Norwegian politician (1797–1878)

Jacob von der Lippe (27 September 1797 - 2 October 1878) was a Norwegian politician and priest who served as Bishop of the Diocese of Christianssand from 1841 to 1875. He was also a member of the Parliament of Norway for a total of eight non-consecutive parliamentary terms from 1829 until 1861.

==Education==
Jacob von der Lippe was born in Bergen, Norway on 27 September 1797 into a merchant family. After graduating with an Examen artium certificate in 1818, he went on to study theology at the Royal Frederick University in Christiania where he received a Cand.theol. degree in 1819.

==Career==
===Priest===
His first job after the university was as a curate at Haus Church, just outside of the city of Bergen in Western Norway. In 1821, he was given the job of parish priest at Skånevik Church in the far southern part of Søndre Bergenhus county. He held this job until 1825 when he was transferred to the parish of Avaldsnes Church on the island of Karmøy, just outside of Haugesund. In 1829, he was elected to be the Dean of the Karmsund prosti (deanery) in northern Stavanger amt (county). In 1831, von der Lippe was elected to be the stiftsprost in Kristiansand, one of the highest ranking priests in the Diocese of Christianssand. During this time, he served as the acting Bishop twice. In 1841, the King appointed him to be the Bishop of the diocese. He held that post until his retirement in 1875. He was succeeded by Jørgen Moe as bishop.

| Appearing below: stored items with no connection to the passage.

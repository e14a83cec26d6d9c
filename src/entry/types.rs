/*!
 * Reservation Types
 */

use crate::core::types::{CpuSet, EntryId, GroupSet, SocketSet};
use serde::{Deserialize, Serialize};

/// What a reservation protects
///
/// `Code` and `Data` are only meaningful with code/data prioritization
/// enabled; without CDP every reservation is `Both`.
#[derive(Debug, Clone, Copy, PartialEq, Eq, Serialize, Deserialize)]
#[serde(rename_all = "snake_case")]
pub enum ReservationKind {
    Code,
    Data,
    Both,
}

/// How a requested size is fitted to the way granularity
#[derive(Debug, Clone, Copy, PartialEq, Eq, Serialize, Deserialize)]
#[serde(rename_all = "snake_case")]
pub enum RoundPolicy {
    Up,
    Down,
}

/// One cache reservation
///
/// Sized in ways at creation; placed into concrete way ranges only once a
/// task attaches it (via the group the task ends up in).
#[derive(Debug, Clone)]
pub struct CacheEntry {
    pub id: EntryId,
    pub requested_kbytes: u64,
    pub rounded_kbytes: u64,
    /// Contiguous ways this entry needs in each layout it participates in
    pub way_count: u32,
    pub kind: ReservationKind,
    /// CPUs the size was accounted over
    pub cpus: CpuSet,
    /// Sockets charged at creation; accounting is released against this set
    /// even if CPUs have gone offline since
    pub sockets: SocketSet,
    /// Every group currently referencing this entry, one bit per group id
    pub member_of: GroupSet,
}

/// Public listing record for one reservation
#[derive(Debug, Clone, PartialEq, Eq, Serialize, Deserialize)]
pub struct ReservationInfo {
    pub id: EntryId,
    pub kbytes: u64,
    pub kind: ReservationKind,
    pub cpus: CpuSet,
}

During his time as Bishop, he was characterized as fairly conservative in his beliefs, and he was also thought of as fairly authoritarian. An old story about von der Lippe says that a farmer had met with the bishop, and afterwards exclaimed "Det er den største diktator jeg har hørt!" which means "That is the biggest dictator I have ever met!".

===Politician===
He was first elected to the Parliament of Norway in the 1829 Storting election while serving as dean in Avaldsnes. When he moved to Christianssand, he was steadily re-elected to represent that city in the 1832 Storting election, the 1835 Storting election, the 1838 Storting election, and the 1841 Storting election. He declined re-election in 1845, but he did get re-elected in the 1847 Storting election. Again in 1850, he declined to run, but in the 1853 election he was elected again to represent Christianssand. He again decided not to run for re-election in 1857, but two years later in the 1859 Storting election he was elected for his final term in office.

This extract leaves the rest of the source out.